Он не хотел неучтивость показывать – при ограблении: действовал, как негодяй высшей марки:
– Но все изменилось, увы: вы, наверно, читали в газетах о том, что я скрылся; ну, словом: я – вынужден скрыться, себя обеспечить; и вот: я пришел за открытием; вы уж, пожалуйста, мне передайте его.
Захотелось рвануться, да руки железные вытянулись:
– Этой ночью займемся разборкою мы. Тут мороз побежал по спине, по поджилкам:
– Вы мне объясните, – где что; обмануть невозможно, кой-что понимаю: зимой я сплошь занялся изучением внешнего вида бумажек, попавших ко мне из корзинки, куда вы бросали; иные из них побывали в Берлине; надеюсь, – вы мне не перечите: времени много – вся ночь; к утру будете снова свободны. Ну, что ж вы, профессор, молчите? Профессор, – как взгаркнет:
– Словами – в ногах у меня, чтоб за…
– Как?
– Чтоб за пятку хвататься!
– Вы очень меня угнетаете… Я повторяю, – бояться вам нечего.

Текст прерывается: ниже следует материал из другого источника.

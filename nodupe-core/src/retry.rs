//! Exponential backoff with jitter for transient failures.

use std::time::Duration;

use tracing::warn;

/// Errors that can opt in to retrying.
pub trait Retryable {
    fn is_recoverable(&self) -> bool;
}

impl Retryable for crate::error::Error {
    fn is_recoverable(&self) -> bool {
        self.is_recoverable()
    }
}

#[derive(Debug, Clone)]
pub struct RetryConfig {
    pub max_retries: u32,
    pub base_delay: Duration,
    pub max_delay: Duration,
    pub jitter_factor: f64,
}

impl Default for RetryConfig {
    fn default() -> Self {
        Self {
            max_retries: 3,
            base_delay: Duration::from_millis(100),
            max_delay: Duration::from_secs(5),
            jitter_factor: 0.25,
        }
    }
}

impl RetryConfig {
    #[must_use]
    pub fn with_max_retries(mut self, max_retries: u32) -> Self {
        self.max_retries = max_retries;
        self
    }

    #[must_use]
    pub fn with_base_delay(mut self, base_delay: Duration) -> Self {
        self.base_delay = base_delay;
        self
    }
}

/// Retries an operation while its error reports as recoverable.
pub struct RetryPolicy {
    config: RetryConfig,
}

impl RetryPolicy {
    #[must_use]
    pub fn new() -> Self {
        Self {
            config: RetryConfig::default(),
        }
    }

    #[must_use]
    pub fn with_config(config: RetryConfig) -> Self {
        Self { config }
    }

    fn calculate_delay(&self, attempt: u32) -> Duration {
        let exp_delay = self.config.base_delay * (2u32.pow(attempt.saturating_sub(1)));
        let delay = std::cmp::min(exp_delay, self.config.max_delay);

        if self.config.jitter_factor > 0.0 {
            let jitter_range = delay.as_millis() as f64 * self.config.jitter_factor;
            let jitter = (rand::random::<f64>() - 0.5) * 2.0 * jitter_range;
            let adjusted_ms = (delay.as_millis() as f64 + jitter).max(0.0);
            Duration::from_millis(adjusted_ms as u64)
        } else {
            delay
        }
    }

    pub fn execute<F, T, E>(&self, operation: F) -> Result<T, E>
    where
        F: Fn() -> Result<T, E>,
        E: Retryable + std::fmt::Debug,
    {
        let mut attempt = 0;

        loop {
            match operation() {
                Ok(result) => return Ok(result),
                Err(e) => {
                    if !e.is_recoverable() || attempt >= self.config.max_retries {
                        return Err(e);
                    }

                    attempt += 1;
                    let delay = self.calculate_delay(attempt);

                    warn!(
                        "Retry attempt {}/{} failed: {:?}, retrying in {:?}",
                        attempt, self.config.max_retries, e, delay
                    );

                    std::thread::sleep(delay);
                }
            }
        }
    }
}

impl Default for RetryPolicy {
    fn default() -> Self {
        Self::new()
    }
}

#[cfg(test)]
mod tests {
    use super::*;
    use std::cell::Cell;

    #[derive(Debug)]
    struct Transient(bool);

    impl Retryable for Transient {
        fn is_recoverable(&self) -> bool {
            self.0
        }
    }

    #[test]
    fn retries_recoverable_until_success() {
        let attempts = Cell::new(0u32);
        let policy = RetryPolicy::with_config(RetryConfig {
            base_delay: Duration::from_millis(1),
            ..RetryConfig::default()
        });

        let result: Result<u32, Transient> = policy.execute(|| {
            attempts.set(attempts.get() + 1);
            if attempts.get() < 3 {
                Err(Transient(true))
            } else {
                Ok(attempts.get())
            }
        });

        assert_eq!(result.unwrap(), 3);
    }

    #[test]
    fn gives_up_on_unrecoverable() {
        let attempts = Cell::new(0u32);
        let policy = RetryPolicy::new();

        let result: Result<(), Transient> = policy.execute(|| {
            attempts.set(attempts.get() + 1);
            Err(Transient(false))
        });

        assert!(result.is_err());
        assert_eq!(attempts.get(), 1);
    }

    #[test]
    fn respects_max_retries() {
        let attempts = Cell::new(0u32);
        let policy = RetryPolicy::with_config(
            RetryConfig {
                base_delay: Duration::from_millis(1),
                ..RetryConfig::default()
            }
            .with_max_retries(2),
        );

        let result: Result<(), Transient> = policy.execute(|| {
            attempts.set(attempts.get() + 1);
            Err(Transient(true))
        });

        assert!(result.is_err());
        assert_eq!(attempts.get(), 3); // initial try + 2 retries
    }
}
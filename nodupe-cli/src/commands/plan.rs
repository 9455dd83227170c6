use std::path::PathBuf;

use nodupe_core::planner::{Planner, PlannerOptions, Strategy, artifact};
use nodupe_core::types::{Constraints, LinkKind};
use nodupe_core::{Catalog, CoreContext, Error};

use crate::output::OutputFormat;

#[derive(clap::Args)]
pub struct PlanArgs {
    /// Strategy name: keep_oldest_mtime, keep_newest_mtime,
    /// keep_shortest_path, keep_longest_path,
    /// keep_first_root_in_config_order, keep_by_path_pattern
    strategy: String,

    /// Restrict planning to these scanned roots (repeatable)
    #[arg(long = "scope", value_name = "PATH")]
    scope: Vec<PathBuf>,

    /// Must-keep glob; a plan that would remove a match is rejected
    #[arg(long = "keep", value_name = "GLOB")]
    keep: Vec<String>,

    /// Must-not-delete glob (repeatable)
    #[arg(long = "no-delete", value_name = "GLOB")]
    no_delete: Vec<String>,

    /// Replace losers with links to the keeper: hard or sym
    #[arg(long, value_name = "hard|sym")]
    link: Option<String>,

    /// Write the plan artifact here instead of stdout
    #[arg(long, value_name = "FILE")]
    out: Option<PathBuf>,

    /// Move losers into this directory instead of deleting
    #[arg(long, value_name = "DIR")]
    retention_dir: Option<PathBuf>,

    /// Priority globs for keep_by_path_pattern (repeatable, ordered)
    #[arg(long = "priority-glob", value_name = "GLOB")]
    priority_globs: Vec<String>,

    /// Augment content classes with similarity clusters at this threshold
    #[arg(long, value_name = "THRESHOLD")]
    similarity: Option<f32>,
}

pub fn handle_plan(
    context: &CoreContext,
    args: PlanArgs,
    format: OutputFormat,
) -> anyhow::Result<u8> {
    let params = if args.priority_globs.is_empty() {
        serde_json::json!({})
    } else {
        serde_json::json!({ "priority_globs": args.priority_globs })
    };
    let strategy = Strategy::parse(&args.strategy, &params)?;

    let link_kind = args
        .link
        .as_deref()
        .map(|name| match name {
            "hard" => Ok(LinkKind::Hard),
            "sym" => Ok(LinkKind::Sym),
            other => Err(Error::InvalidInput(format!(
                "--link expects hard or sym, got {other}"
            ))),
        })
        .transpose()?;

    let catalog = super::open_catalog(context)?;

    // Scope paths must name already-scanned roots.
    let roots = catalog.list_roots()?;
    let mut scope_root_ids = Vec::with_capacity(args.scope.len());
    for path in &args.scope {
        let absolute = std::path::absolute(path)
            .map_err(|e| Error::InvalidInput(format!("bad scope path {}: {e}", path.display())))?;
        let root_id = roots
            .iter()
            .find(|(_, root)| *root == absolute)
            .map(|(id, _)| *id)
            .ok_or_else(|| {
                Error::InvalidInput(format!(
                    "scope {} is not a scanned root; run scan first",
                    absolute.display()
                ))
            })?;
        scope_root_ids.push(root_id);
    }

    let constraints = Constraints {
        scope_root_ids,
        must_keep: args.keep,
        must_not_delete: args.no_delete,
        allow_hardlink: matches!(link_kind, Some(LinkKind::Hard)),
        allow_symlink: matches!(link_kind, Some(LinkKind::Sym)),
        link_kind,
        retention_dir: args.retention_dir,
    };

    let planner = Planner::new(&catalog);
    let plan = planner.build_plan(&PlannerOptions {
        strategy,
        constraints,
        similarity_threshold: args.similarity,
    })?;

    catalog.store_plan(&plan)?;
    let json = artifact::to_json(&plan)?;
    match &args.out {
        Some(path) => std::fs::write(path, &json)?,
        None => println!("{json}"),
    }

    format.print(&plan_summary(&plan), || {
        format!(
            "plan {} at epoch {}: {} actions{}",
            plan.plan_id,
            plan.catalog_epoch,
            plan.actions.len(),
            args.out
                .as_ref()
                .map(|p| format!(", written to {}", p.display()))
                .unwrap_or_default(),
        )
    })?;
    Ok(0)
}

#[derive(serde::Serialize)]
struct PlanSummary {
    plan_id: String,
    catalog_epoch: u64,
    actions: usize,
}

fn plan_summary(plan: &nodupe_core::Plan) -> PlanSummary {
    PlanSummary {
        plan_id: plan.plan_id.to_string(),
        catalog_epoch: plan.catalog_epoch,
        actions: plan.actions.len(),
    }
}
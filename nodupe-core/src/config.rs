//! Core configuration.
//!
//! Every key recognized by the core lives here as a typed field; the CLI
//! deserializes this tree from TOML. Unknown keys are rejected and
//! out-of-range values surface as `InvalidInput`.

use std::path::PathBuf;

use serde::{Deserialize, Serialize};

use crate::error::{Error, Result};
use crate::hash::HashAlgo;

/// Top-level configuration recognized by the core.
#[derive(Debug, Clone, Default, Serialize, Deserialize)]
#[serde(deny_unknown_fields, default)]
pub struct CoreConfig {
    pub catalog: CatalogConfig,
    pub snapshot: SnapshotConfig,
    pub scan: ScanConfig,
    pub apply: ApplyConfig,
    pub rollback: RollbackConfig,
}

#[derive(Debug, Clone, Serialize, Deserialize)]
#[serde(deny_unknown_fields, default)]
pub struct CatalogConfig {
    /// Path of the embedded database file.
    pub path: PathBuf,
    /// 0 = fsync on every commit; otherwise group-commit with this bounded
    /// flush window.
    pub group_commit_ms: u32,
}

impl Default for CatalogConfig {
    fn default() -> Self {
        Self {
            path: PathBuf::from("nodupe.redb"),
            group_commit_ms: 0,
        }
    }
}

#[derive(Debug, Clone, Serialize, Deserialize)]
#[serde(deny_unknown_fields, default)]
pub struct SnapshotConfig {
    /// Root directory of the content-addressable snapshot store.
    pub root: PathBuf,
    pub hash_algorithm: HashAlgo,
}

impl Default for SnapshotConfig {
    fn default() -> Self {
        Self {
            root: PathBuf::from("nodupe-snapshots"),
            hash_algorithm: HashAlgo::Sha256,
        }
    }
}

/// Parallelism profile of the scanned media.
#[derive(Debug, Clone, Copy, PartialEq, Eq, Serialize, Deserialize)]
#[serde(rename_all = "lowercase")]
pub enum MediaProfile {
    Ssd,
    Hdd,
    Network,
    Auto,
}

impl MediaProfile {
    pub fn from_name(name: &str) -> Option<Self> {
        match name {
            "ssd" => Some(MediaProfile::Ssd),
            "hdd" => Some(MediaProfile::Hdd),
            "network" => Some(MediaProfile::Network),
            "auto" => Some(MediaProfile::Auto),
            _ => None,
        }
    }
}

#[derive(Debug, Clone, Serialize, Deserialize)]
#[serde(deny_unknown_fields, default)]
pub struct ScanConfig {
    /// 0 = derive from media profile and core count.
    pub workers: u16,
    pub media_profile: MediaProfile,
    /// Bytes of prefix (and suffix sample) read for the quick hash.
    pub quick_hash_bytes: u32,
    pub checkpoint_interval_s: u16,
    /// Records per catalog write transaction.
    pub batch_size: u32,
    /// Minimum digest length (bytes) the autotuner will accept.
    pub digest_length_floor: u8,
}

impl Default for ScanConfig {
    fn default() -> Self {
        Self {
            workers: 0,
            media_profile: MediaProfile::Auto,
            quick_hash_bytes: 64 * 1024,
            checkpoint_interval_s: 5,
            batch_size: 256,
            digest_length_floor: 32,
        }
    }
}

impl ScanConfig {
    /// Worker count after applying the media profile.
    ///
    /// Rotational media is throttled to 2 workers to avoid seek thrash.
    pub fn effective_workers(&self) -> usize {
        if self.workers > 0 {
            return usize::from(self.workers);
        }
        match self.media_profile {
            MediaProfile::Hdd => 2,
            MediaProfile::Network => 4,
            MediaProfile::Ssd | MediaProfile::Auto => num_cpus::get_physical().min(8),
        }
    }
}

/// What the executor does when a plan target no longer exists.
#[derive(Debug, Clone, Copy, PartialEq, Eq, Serialize, Deserialize)]
#[serde(rename_all = "lowercase")]
pub enum OnMissing {
    Fail,
    Ignore,
}

#[derive(Debug, Clone, Serialize, Deserialize)]
#[serde(deny_unknown_fields, default)]
pub struct ApplyConfig {
    pub retry_attempts: u8,
    pub policy_on_missing: OnMissing,
}

impl Default for ApplyConfig {
    fn default() -> Self {
        Self {
            retry_attempts: 3,
            policy_on_missing: OnMissing::Fail,
        }
    }
}

#[derive(Debug, Clone, Serialize, Deserialize)]
#[serde(deny_unknown_fields, default)]
pub struct RollbackConfig {
    pub retention_days: u16,
    pub max_snapshots: u32,
}

impl Default for RollbackConfig {
    fn default() -> Self {
        Self {
            retention_days: 30,
            max_snapshots: 10_000,
        }
    }
}

impl CoreConfig {
    /// Validate ranges; violations are invalid input (CLI exit 2).
    pub fn validate(&self) -> Result<()> {
        if self.scan.quick_hash_bytes == 0 {
            return Err(Error::InvalidInput(
                "scan.quick_hash_bytes must be greater than 0".into(),
            ));
        }
        if self.scan.batch_size == 0 {
            return Err(Error::InvalidInput(
                "scan.batch_size must be greater than 0".into(),
            ));
        }
        if self.scan.checkpoint_interval_s == 0 {
            return Err(Error::InvalidInput(
                "scan.checkpoint_interval_s must be greater than 0".into(),
            ));
        }
        if usize::from(self.scan.digest_length_floor) > HashAlgo::Blake2b.digest_len() {
            return Err(Error::InvalidInput(format!(
                "scan.digest_length_floor {} exceeds every registered digest length",
                self.scan.digest_length_floor
            )));
        }
        if self.rollback.max_snapshots == 0 {
            return Err(Error::InvalidInput(
                "rollback.max_snapshots must be greater than 0".into(),
            ));
        }
        Ok(())
    }
}

#[cfg(test)]
mod tests {
    use super::*;

    #[test]
    fn defaults_validate() {
        CoreConfig::default().validate().unwrap();
    }

    #[test]
    fn hdd_profile_throttles_workers() {
        let scan = ScanConfig {
            media_profile: MediaProfile::Hdd,
            ..ScanConfig::default()
        };
        assert_eq!(scan.effective_workers(), 2);
    }

    #[test]
    fn explicit_workers_win_over_profile() {
        let scan = ScanConfig {
            workers: 5,
            media_profile: MediaProfile::Hdd,
            ..ScanConfig::default()
        };
        assert_eq!(scan.effective_workers(), 5);
    }

    #[test]
    fn zero_quick_hash_bytes_rejected() {
        let mut config = CoreConfig::default();
        config.scan.quick_hash_bytes = 0;
        assert!(matches!(
            config.validate(),
            Err(Error::InvalidInput(_))
        ));
    }
}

Слушали б издали, – думали б, что – балагурят; долбленье ж стола твердо согнутыми пальцами в такт слов ужасало:
– Ну, знаете, я бы не так поступил: все же путь, на который я вам предлагаю вступить, есть единственный; хуже для вас, если я… – ну, не станем… Прошу вас серьезно, – одумайтесь.
Вдруг, – как загикают дико они друг на друга:
– Куда!
– Я сейчас!…
Было ясно: профессор подумал было дать стречка; но он понял, – пошла бы гоньба друг за другом, во время которой… Нет, лучше – стоять.
– Вы чего?
– Ничего!
На обоих напал пароксизм исступления, с которым Мандро едва справился:
– Вы затрудняете форму, – гм, – дипломатических, – гм, – отношений… Неужто война?
Говорил, задыхаяся, – с завизгом:
– Страшно подумать, что может случиться. Профессор – молчал.
– Я не мог бы и в мысли прийти к оскорблению: я умоляю вас, – стиснул виски, трепетавшие жилами, затрепетавшими пальцами, – сжальтесь, профессор, над нами: и не заставляйте меня, – торопливо упрашивал.
Вдруг – прожесточил глазами:
– Могу я забыться. Я… все же – добьюсь своего: мон жет, дело меж нами, – вцепился ногтистой рукой ему в руку, – рванувши к себе, – ну, подите ко мне – да… до схватки, в которой не я пострадаю… Ну, что вы, профессор, – кацапый какой-то: ну, ну – отвечайте мне; ведь – человек я жестокий: жестоко караю.
Тут – он задохнулся от страха перед собой самим.
– Утром явятся, спросят, – а живы ли вы, а здоро? вы ли вы? И – увидят: еще неизвестно, что встретит их здесь.
Заплясала, ужасно пропятившись, челюсть: болдовню, ручной молоток захватил со стола, вероятно, чтоб им угрожать; в его лике отметилось что-то столь тонкое, что пока-залось: весь лик нарисован на тонкой бумаге; вот ногтем царапнется – «трах»: разорвется «мордан» из бумаги, – просунется нечто жестокое из очень древней дыры, вкруг которой лоскутья бумаги – остатки «мандрашины» – взвеясь, покажут под ними таящийся – глаз, умный глаз – не Мандро; заколеблется вот голова в ярких перьях; жрец древних, кровавых обрядов – «Maндлоппль». Он выкрикивал просто багровые ужасы – бредище бредищем!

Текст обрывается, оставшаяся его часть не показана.